Total the lines of the entries below that hold the string "bool", then write only that total.

> Material for the task
───
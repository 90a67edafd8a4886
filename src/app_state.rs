use std::fmt;

use log::{debug, info};

use crate::signal::{Signal, SubscriptionId};

#[derive(Debug, Clone, Copy, Default, PartialEq, Eq, Hash, serde::Serialize, serde::Deserialize)]
pub enum AppState {
    #[default]
    Home,
    /// Camera view, looking for a card.
    ARScanning,
    /// A card is tracked; quiz and dictionary shortcuts are available.
    ARObjectFound,
    Quiz,
    Dictionary,
}

impl fmt::Display for AppState {
    fn fmt(&self, f: &mut fmt::Formatter<'_>) -> fmt::Result {
        let name = match self {
            AppState::Home => "Home",
            AppState::ARScanning => "ARScanning",
            AppState::ARObjectFound => "ARObjectFound",
            AppState::Quiz => "Quiz",
            AppState::Dictionary => "Dictionary",
        };
        f.write_str(name)
    }
}

/// Holds the current screen state and the id of the tracked card, and tells
/// subscribers when either changes.
///
/// The tracking subsystem drives it through [`on_object_detected`] and
/// [`on_object_lost`]; UI buttons go through [`change_state`].
///
/// [`on_object_detected`]: AppStateManager::on_object_detected
/// [`on_object_lost`]: AppStateManager::on_object_lost
/// [`change_state`]: AppStateManager::change_state
#[derive(Debug, Default)]
pub struct AppStateManager {
    state: AppState,
    current_word_id: Option<String>,
    state_changed: Signal<AppState>,
    word_detected: Signal<str>,
    target_lost: Signal<()>,
}

impl AppStateManager {
    pub fn new() -> Self {
        Self::default()
    }

    pub fn state(&self) -> AppState {
        self.state
    }

    pub fn current_word_id(&self) -> Option<&str> {
        self.current_word_id.as_deref()
    }

    pub fn change_state(&mut self, new_state: AppState) {
        self.state = new_state;
        info!("State changed to: {}", new_state);
        self.state_changed.emit(&new_state);
    }

    pub fn on_object_detected(&mut self, word_id: &str) {
        self.current_word_id = Some(word_id.to_string());
        self.change_state(AppState::ARObjectFound);

        debug!("Detected: {}, notifying {} listener(s)", word_id, self.word_detected.len());
        self.word_detected.emit(word_id);
    }

    pub fn on_object_lost(&mut self) {
        info!("Target lost, back to scanning");
        self.current_word_id = None;
        self.change_state(AppState::ARScanning);
        self.target_lost.emit(&());
    }

    /// "Start" on the home screen.
    pub fn start_scan(&mut self) {
        info!("Starting AR session");
        self.change_state(AppState::ARScanning);
    }

    /// Forgets the tracked card without a state transition.
    pub fn clear_detected(&mut self) {
        self.current_word_id = None;
    }

    //--- Subscriptions ---

    pub fn subscribe_state_changed(&mut self, handler: impl FnMut(&AppState) + 'static) -> SubscriptionId {
        self.state_changed.connect(handler)
    }

    pub fn unsubscribe_state_changed(&mut self, id: SubscriptionId) -> bool {
        self.state_changed.disconnect(id)
    }

    pub fn subscribe_word_detected(&mut self, handler: impl FnMut(&str) + 'static) -> SubscriptionId {
        self.word_detected.connect(handler)
    }

    pub fn unsubscribe_word_detected(&mut self, id: SubscriptionId) -> bool {
        self.word_detected.disconnect(id)
    }

    pub fn subscribe_target_lost(&mut self, handler: impl FnMut(&()) + 'static) -> SubscriptionId {
        self.target_lost.connect(handler)
    }

    pub fn unsubscribe_target_lost(&mut self, id: SubscriptionId) -> bool {
        self.target_lost.disconnect(id)
    }
}

#[cfg(test)]
mod tests {
    use super::*;
    use std::cell::RefCell;
    use std::rc::Rc;

    #[test]
    fn starts_at_home() {
        let manager = AppStateManager::new();
        assert_eq!(manager.state(), AppState::Home);
        assert_eq!(manager.current_word_id(), None);
    }

    #[test]
    fn detect_and_lose_alternate() {
        let mut manager = AppStateManager::new();
        manager.start_scan();

        for id in ["animal_cow", "animal_dog", "animal_cow"] {
            manager.on_object_detected(id);
            assert_eq!(manager.state(), AppState::ARObjectFound);
            assert_eq!(manager.current_word_id(), Some(id));

            manager.on_object_lost();
            assert_eq!(manager.state(), AppState::ARScanning);
            assert_eq!(manager.current_word_id(), None);
        }
    }

    #[test]
    fn detection_notifies_state_before_word() {
        let events = Rc::new(RefCell::new(Vec::new()));
        let mut manager = AppStateManager::new();

        let sink = events.clone();
        manager.subscribe_state_changed(move |state| sink.borrow_mut().push(format!("state:{state}")));
        let sink = events.clone();
        manager.subscribe_word_detected(move |id| sink.borrow_mut().push(format!("word:{id}")));
        let sink = events.clone();
        manager.subscribe_target_lost(move |_| sink.borrow_mut().push("lost".to_string()));

        manager.on_object_detected("animal_pig");
        manager.on_object_lost();

        assert_eq!(
            *events.borrow(),
            vec!["state:ARObjectFound", "word:animal_pig", "state:ARScanning", "lost"]
        );
    }

    #[test]
    fn unknown_id_still_transitions() {
        let mut manager = AppStateManager::new();
        manager.on_object_detected("unknown_id");
        assert_eq!(manager.state(), AppState::ARObjectFound);
        assert_eq!(manager.current_word_id(), Some("unknown_id"));
    }

    #[test]
    fn unsubscribed_listener_stays_quiet() {
        let hits = Rc::new(RefCell::new(0));
        let mut manager = AppStateManager::new();

        let counter = hits.clone();
        let id = manager.subscribe_state_changed(move |_| *counter.borrow_mut() += 1);
        manager.change_state(AppState::Quiz);
        assert!(manager.unsubscribe_state_changed(id));
        manager.change_state(AppState::Home);

        assert_eq!(*hits.borrow(), 1);
    }

    #[test]
    fn clear_detected_keeps_state() {
        let mut manager = AppStateManager::new();
        manager.on_object_detected("animal_cat");
        manager.clear_detected();
        assert_eq!(manager.state(), AppState::ARObjectFound);
        assert_eq!(manager.current_word_id(), None);
    }
}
───
> Solution to this problem
3